Will Page: Mm-hmm [affirmative].

Richard Kramer: They're much heavier on old economy companies. And there's also a perception, rightly or wrongly, that the US economy is going to outgrow markets like Europe and the UK, so you're paying in that market performance for exposure to future earnings.

Will Page: Interesting. I wonder if I could just probe this a little further here. If I think about a typical listener might have some money in a US tracker fund, and some other money in a tech tracker fund. Can you draw me a Venn diagram? How much overlap is there between a tech tracker and a US tracker? Are they kind of much the same thing now?

Richard Kramer: Well, again, [00:03:00] by market value, tech is now constituting well over 40% and perhaps closing in on 50% at this rate of the total value of the US market.

Will Page: Geez.

Richard Kramer: So you just don't have in sectors like banking, or energy, or retail, or industrials, you just don't have companies with $1 trillion or $2 trillion market values. So that US tracker fund, by nature, will have to follow and invest in a lot of tech companies.

Will Page: I remember somebody in San Francisco saying to me, "You might as well just invest in Apple stock, because Apple is a tracker fund." I thought that was a very apt comment as well.

Richard Kramer: Well, and also the other thing you've got to bear in mind is if you look at all of the many companies that have come to market in the past year or more, they've often been tech companies because those are the ones likely most nimble and most able to take advantage of this new environment [00:04:00] that we're in post-pandemic.

Will Page: Mm-hmm [affirmative].

Richard Kramer: Whereas bringing out a- a new energy company or a new industrial company is- is gonna be much less likely to happen.
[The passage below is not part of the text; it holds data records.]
//! A minimal 5-field cron matcher (`minute hour day-of-month month
//! day-of-week`), supporting `*`, single values, comma lists, and `*/step`.
//! No external cron crate in this corpus covers the scheduler's narrow
//! need (blackout windows, scheduled multiplier events) without pulling in
//! a timezone-aware scheduling engine this service doesn't otherwise need;
//! see DESIGN.md.

use chrono::{DateTime, Datelike, Duration, Timelike, Utc};

#[derive(Debug, Clone, PartialEq, Eq)]
pub struct CronError(pub String);

impl std::fmt::Display for CronError {
    fn fmt(&self, f: &mut std::fmt::Formatter<'_>) -> std::fmt::Result {
        write!(f, "invalid cron expression: {}", self.0)
    }
}

impl std::error::Error for CronError {}

#[derive(Debug, Clone, PartialEq, Eq)]
struct Field {
    values: Vec<u32>,
}

impl Field {
    fn parse(raw: &str, min: u32, max: u32) -> Result<Self, CronError> {
        if raw == "*" {
            return Ok(Self { values: (min..=max).collect() });
        }
        let mut values = Vec::new();
        for part in raw.split(',') {
            if let Some(step_expr) = part.strip_prefix("*/") {
                let step: u32 = step_expr.parse().map_err(|_| CronError(raw.to_string()))?;
                if step == 0 {
                    return Err(CronError(raw.to_string()));
                }
                values.extend((min..=max).step_by(step as usize));
            } else {
                let value: u32 = part.parse().map_err(|_| CronError(raw.to_string()))?;
                if value < min || value > max {
                    return Err(CronError(raw.to_string()));
                }
                values.push(value);
            }
        }
        values.sort_unstable();
        values.dedup();
        Ok(Self { values })
    }

    fn matches(&self, value: u32) -> bool {
        self.values.contains(&value)
    }
}

#[derive(Debug, Clone, PartialEq, Eq)]
pub struct CronSchedule {
    minute: Field,
    hour: Field,
    day_of_month: Field,
    month: Field,
    day_of_week: Field,
}

impl CronSchedule {
    pub fn parse(expr: &str) -> Result<Self, CronError> {
        let parts: Vec<&str> = expr.split_whitespace().collect();
        if parts.len() != 5 {
            return Err(CronError(expr.to_string()));
        }
        Ok(Self {
            minute: Field::parse(parts[0], 0, 59)?,
            hour: Field::parse(parts[1], 0, 23)?,
            day_of_month: Field::parse(parts[2], 1, 31)?,
            month: Field::parse(parts[3], 1, 12)?,
            day_of_week: Field::parse(parts[4], 0, 6)?,
        })
    }

    fn matches(&self, at: DateTime<Utc>) -> bool {
        self.minute.matches(at.minute())
            && self.hour.matches(at.hour())
            && self.day_of_month.matches(at.day())
            && self.month.matches(at.month())
            && self.day_of_week.matches(at.weekday().num_days_from_sunday())
    }

    /// The most recent minute boundary at or before `now` that matches,
    /// scanning back up to one year.
    pub fn previous_fire(&self, now: DateTime<Utc>) -> Option<DateTime<Utc>> {
        let mut cursor = now.with_second(0).and_then(|t| t.with_nanosecond(0))?;
        for _ in 0..(366 * 24 * 60) {
            if self.matches(cursor) {
                return Some(cursor);
            }
            cursor -= Duration::minutes(1);
        }
        None
    }

    /// The next minute boundary at or after `now` that matches, scanning
    /// forward up to one year.
    pub fn next_fire(&self, now: DateTime<Utc>) -> Option<DateTime<Utc>> {
        let mut cursor = now.with_second(0).and_then(|t| t.with_nanosecond(0))?;
        for _ in 0..(366 * 24 * 60) {
            if self.matches(cursor) {
                return Some(cursor);
            }
            cursor += Duration::minutes(1);
        }
        None
    }
}

/// Convenience for callers that only have the raw expression string.
pub fn previous_fire(expr: &str, now: DateTime<Utc>) -> Option<DateTime<Utc>> {
    CronSchedule::parse(expr).ok()?.previous_fire(now)
}

pub fn next_fire(expr: &str, now: DateTime<Utc>) -> Option<DateTime<Utc>> {
    CronSchedule::parse(expr).ok()?.next_fire(now)
}

#[cfg(test)]
mod tests {
    use super::*;
    use chrono::TimeZone;

    #[test]
    fn every_hour_on_the_hour() {
        let schedule = CronSchedule::parse("0 * * * *").unwrap();
        let now = Utc.with_ymd_and_hms(2026, 1, 1, 14, 30, 0).unwrap();
        let prev = schedule.previous_fire(now).unwrap();
        assert_eq!(prev, Utc.with_ymd_and_hms(2026, 1, 1, 14, 0, 0).unwrap());
        let next = schedule.next_fire(now).unwrap();
        assert_eq!(next, Utc.with_ymd_and_hms(2026, 1, 1, 15, 0, 0).unwrap());
    }

    #[test]
    fn step_expression_every_15_minutes() {
        let schedule = CronSchedule::parse("*/15 * * * *").unwrap();
        let now = Utc.with_ymd_and_hms(2026, 1, 1, 14, 22, 0).unwrap();
        assert_eq!(schedule.previous_fire(now).unwrap().minute(), 15);
        assert_eq!(schedule.next_fire(now).unwrap().minute(), 30);
    }

    #[test]
    fn rejects_malformed_expression() {
        assert!(CronSchedule::parse("not a cron").is_err());
        assert!(CronSchedule::parse("60 * * * *").is_err());
    }

    #[test]
    fn exact_match_returns_itself() {
        let schedule = CronSchedule::parse("30 14 * * *").unwrap();
        let now = Utc.with_ymd_and_hms(2026, 1, 1, 14, 30, 0).unwrap();
        assert_eq!(schedule.previous_fire(now), Some(now));
        assert_eq!(schedule.next_fire(now), Some(now));
    }
}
Will Page: Let's take it from geography from where on the planet Earth is the money flowing into to something which kind of crosses borders, which is cryptocurrencies and the crypto market. Currently valued at $3 trillion from less than $500 billion at this time last year. Break it down for me, cryptocurrencies, crypto market values. A- a lot of listeners are gonna get lost in the jargon here, but what's behind this? Is it the whole retail trading thing? We did a podcast a few episodes ago on Robinhood. Is this what's driving the crypto market?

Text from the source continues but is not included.